Chicago acquired the pass-rusher from the Oakland Raiders earlier in the day and later announced the extension but did not release the terms.
Mack is now the highest-paid defensive player in NFL history. The deal, which averages $23.5 million per season, includes $90 million in guaranteed money and $60 million at signing, the source said.
The Bears gave up first-round picks in 2019 and 2020, a third-round pick in 2020 and a sixth-round pick in 2019 to acquire Mack earlier Saturday. In return, the Bears also received a second-round pick in 2020 and a conditional fifth-round pick in 2020.
"We are excited to add a special playmaker like Khalil to our football team," Bears general manager Ryan Pace said. "He brings a ton on the field, but he really fits what we are building in our locker room too. Elite defensive players in their prime are rare so when we knew we had a legit shot to acquire him, we did everything we thought necessary to get him. I'm confident the compensation to Oakland, including the return draft picks to us, and the contract extension for Khalil are fair to all parties. We are anxious to get Khalil to Chicago with his coaches and teammates."
The contract eclipses the record for a defensive player set just one day earlier, when the Los Angeles Rams signed Aaron Donald to a six-year extension worth $135 million, including $87 million guaranteed.
The $90 million in guaranteed money for Mack, the 2016 NFL Defensive Player of the Year, is about $20 million more than Raiders quarterback Derek Carr is being paid.
News of the agreement to trade Mack drew reactions from Carr and Raiders defensive end Bruce Irvin on Twitter.
This is the sucky part of this business... Mornings like this, but we have a season to play and games to win!! #RaiderNation we feel your pain trust me but we need you next Monday night! 💀— Derek Carr (@derekcarrqb) September 1, 2018
What a shock. Now move on and win.. time to beat the Rams!!— Bruce Irvin (@BIrvin_WVU11) September 1, 2018
Over the past 48 hours, the Raiders had engaged in active trade talks with multiple teams -- including the New York Jets, a source told ESPN's Rich Cimini. The Raiders were asking for two first-round picks. Other teams made enticing offers of multiple picks, but the Bears were willing to offer the most, sources told Schefter.
Raiders general manager Reggie McKenzie said Saturday night that "more than half the league" called the Raiders to inquire about Khalil Mack in a trade.
"We wanted, all of us -- Gruden, myself, everybody in the organization -- wanted Khalil to be a Raider.
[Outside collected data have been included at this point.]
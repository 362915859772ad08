use sea_orm::entity::prelude::*;

#[derive(Clone, Debug, PartialEq, Eq, DeriveEntityModel)]
#[sea_orm(table_name = "team_members")]
pub struct Model {
    #[sea_orm(primary_key)]
    pub id: i64,
    pub team_id: i64,
    pub user_id: i64,
    pub joined_at: DateTimeUtc,
}

#[derive(Copy, Clone, Debug, EnumIter, DeriveRelation)]
pub enum Relation {}

impl ActiveModelBehavior for ActiveModel {}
That's not an issue at all. We presented him with an offer and we got that counter back and talked about it with him ... and it just, what they were demanding, it just wasn't going to work at that time ... it didn't work out in the end ... we weren't close. We presented prior to the start of the league year ... Khalil got a great deal," he said.
This is the second time the Bears have traded two first-round picks for a player in the past decade. In April 2009, Chicago acquired quarterback Jay Cutler from the Denver Broncos. The Bears sent two first-rounders, a third-round pick and quarterback Kyle Orton to Denver for Cutler and a fifth-round pick in the swap.
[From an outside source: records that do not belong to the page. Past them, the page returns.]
//! GitHub webhook handling: signature check, task id extraction and PR linking.

use std::collections::BTreeSet;

use db::{
    DbErr,
    models::{github_link::{GitHubLink, PullRequestRef}, task::Task},
    types::GitHubPrStatus,
};
use hmac::{Hmac, Mac};
use regex::{Regex, RegexBuilder};
use sea_orm::ConnectionTrait;
use serde::{Deserialize, Serialize};
use sha2::Sha256;
use ts_rs::TS;

type HmacSha256 = Hmac<Sha256>;

const SIGNATURE_PREFIX: &str = "sha256=";
const HANDLED_ACTIONS: [&str; 5] = ["opened", "edited", "closed", "reopened", "synchronize"];

/// Checks an `X-Hub-Signature-256` header against the raw request body.
pub fn verify_signature(secret: &[u8], payload: &[u8], signature: &str) -> bool {
    let Some(hex_digest) = signature.strip_prefix(SIGNATURE_PREFIX) else {
        return false;
    };
    let Ok(expected) = hex::decode(hex_digest) else {
        return false;
    };
    let Ok(mut mac) = HmacSha256::new_from_slice(secret) else {
        return false;
    };
    mac.update(payload);
    mac.verify_slice(&expected).is_ok()
}

/// Produces the header value GitHub would send for `payload`.
pub fn sign_payload(secret: &[u8], payload: &[u8]) -> Option<String> {
    let mut mac = HmacSha256::new_from_slice(secret).ok()?;
    mac.update(payload);
    Some(format!(
        "{SIGNATURE_PREFIX}{}",
        hex::encode(mac.finalize().into_bytes())
    ))
}

/// Matches `PREFIX-123` case-insensitively.
#[derive(Debug, Clone)]
pub struct TaskIdMatcher {
    pattern: Regex,
}

impl TaskIdMatcher {
    pub fn new(prefix: &str) -> Result<Self, regex::Error> {
        let pattern = RegexBuilder::new(&format!(r"{}-\d+", regex::escape(prefix)))
            .case_insensitive(true)
            .build()?;
        Ok(Self { pattern })
    }

    /// Upper-cased ids in order of first appearance.
    pub fn extract(&self, text: &str) -> Vec<String> {
        let mut seen = BTreeSet::new();
        self.pattern
            .find_iter(text)
            .map(|m| m.as_str().to_uppercase())
            .filter(|id| seen.insert(id.clone()))
            .collect()
    }
}

pub fn map_pr_status(state: &str, merged: bool) -> GitHubPrStatus {
    if merged {
        GitHubPrStatus::Merged
    } else if state == "open" {
        GitHubPrStatus::Open
    } else {
        GitHubPrStatus::Closed
    }
}

#[derive(Debug, Clone, Default, Deserialize)]
pub struct PullRequestEvent {
    pub action: Option<String>,
    #[serde(default)]
    pub pull_request: PullRequestPayload,
    #[serde(default)]
    pub repository: RepositoryPayload,
}

#[derive(Debug, Clone, Default, Deserialize)]
pub struct PullRequestPayload {
    pub number: Option<i64>,
    #[serde(default)]
    pub title: String,
    pub state: Option<String>,
    #[serde(default)]
    pub merged: bool,
    #[serde(default)]
    pub html_url: String,
    #[serde(default)]
    pub head: HeadPayload,
}

#[derive(Debug, Clone, Default, Deserialize)]
pub struct HeadPayload {
    #[serde(rename = "ref", default)]
    pub branch: String,
}

#[derive(Debug, Clone, Default, Deserialize)]
pub struct RepositoryPayload {
    #[serde(default)]
    pub name: String,
    #[serde(default)]
    pub owner: OwnerPayload,
}

#[derive(Debug, Clone, Default, Deserialize)]
pub struct OwnerPayload {
    #[serde(default)]
    pub login: String,
}

#[derive(Debug, Clone, PartialEq, Eq, Serialize, Deserialize, TS)]
pub struct WebhookOutcome {
    pub message: String,
    #[serde(default, skip_serializing_if = "Vec::is_empty")]
    pub linked_tasks: Vec<String>,
}

impl WebhookOutcome {
    pub fn acknowledged(message: impl Into<String>) -> Self {
        Self {
            message: message.into(),
            linked_tasks: Vec::new(),
        }
    }
}

/// Links the PR to every task referenced by its title or head branch.
pub async fn process_pull_request_event<C: ConnectionTrait>(
    db: &C,
    matcher: &TaskIdMatcher,
    event: &PullRequestEvent,
) -> Result<WebhookOutcome, DbErr> {
    let action = event.action.as_deref().unwrap_or_default();
    if !HANDLED_ACTIONS.contains(&action) {
        return Ok(WebhookOutcome::acknowledged(format!("Action '{action}' ignored")));
    }

    let pr = &event.pull_request;
    let mut task_ids = matcher.extract(&pr.title);
    for id in matcher.extract(&pr.head.branch) {
        if !task_ids.contains(&id) {
            task_ids.push(id);
        }
    }
    if task_ids.is_empty() {
        return Ok(WebhookOutcome::acknowledged(
            "No task IDs found in PR title or branch name",
        ));
    }

    let number = pr.number.unwrap_or_default();
    let reference = PullRequestRef {
        repository_owner: event.repository.owner.login.clone(),
        repository_name: event.repository.name.clone(),
        number,
        title: pr.title.clone(),
        status: map_pr_status(pr.state.as_deref().unwrap_or("open"), pr.merged),
        branch_name: (!pr.head.branch.is_empty()).then(|| pr.head.branch.clone()),
        url: pr.html_url.clone(),
    };

    let mut linked_tasks = Vec::new();
    for task in Task::find_many_by_display_ids(db, &task_ids).await? {
        GitHubLink::upsert_pull_request(db, task.id, &reference).await?;
        tracing::info!(
            task_id = task.id,
            display_id = %task.display_id,
            pr_number = number,
            "Linked pull request to task"
        );
        linked_tasks.push(task.display_id);
    }

    Ok(WebhookOutcome {
        message: format!("PR #{number} processed"),
        linked_tasks,
    })
}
Mack is the fourth player to be traded after winning a Defensive Player of the Year award, along with Jason Taylor (traded in 2008), Pat Swilling (1993) and Keith Millard (1992), according to ESPN Stats & Information. At age 27, Mack is the youngest of that group at the time of being traded.
The No. 5 overall pick of the 2014 draft out of Buffalo, Mack missed training camp. He also stayed away from the Raiders' voluntary offseason training program and held out of the team's mandatory three-day minicamp in June. Raiders coach Jon Gruden, hired in January, had yet to meet Mack.
Oakland exercised the fifth-year option on Mack's contract last summer, worth $13.846 million. If he had played under those terms this season, the Raiders could have used a franchise tag on Mack in 2019.
Mack joins a Bears defense that includes No. 8 overall pick Roquan Smith, who had his own holdout this offseason before signing his rookie contract, and 2016 No. 9 overall pick Leonard Floyd. Chicago ranked ninth in points allowed and 10th in yards allowed last season.
Mack made league history in 2015 by being named first-team All-Pro at both outside linebacker and defensive end. After being honored as the league's best defender in 2016, Mack had a little bit of a letdown in 2017 -- his 10.5 sacks were his fewest since his rookie year, and he was not named to the All-Pro team.
Still, he has 40.5 career sacks, and his 185.5 quarterback pressures since coming into the league in 2014 lead the NFL in that time frame, according to Pro Football Focus.
There was also a ripple effect in Las Vegas. The Bears have gone from 100-1 to 40-1 to win the Super Bowl, while the Raiders dropped from 20-1 to 40-1, according to Westgate Las Vegas SuperBook manager Jeff Sherman.
ESPN's Paul Gutierrez contributed to this report.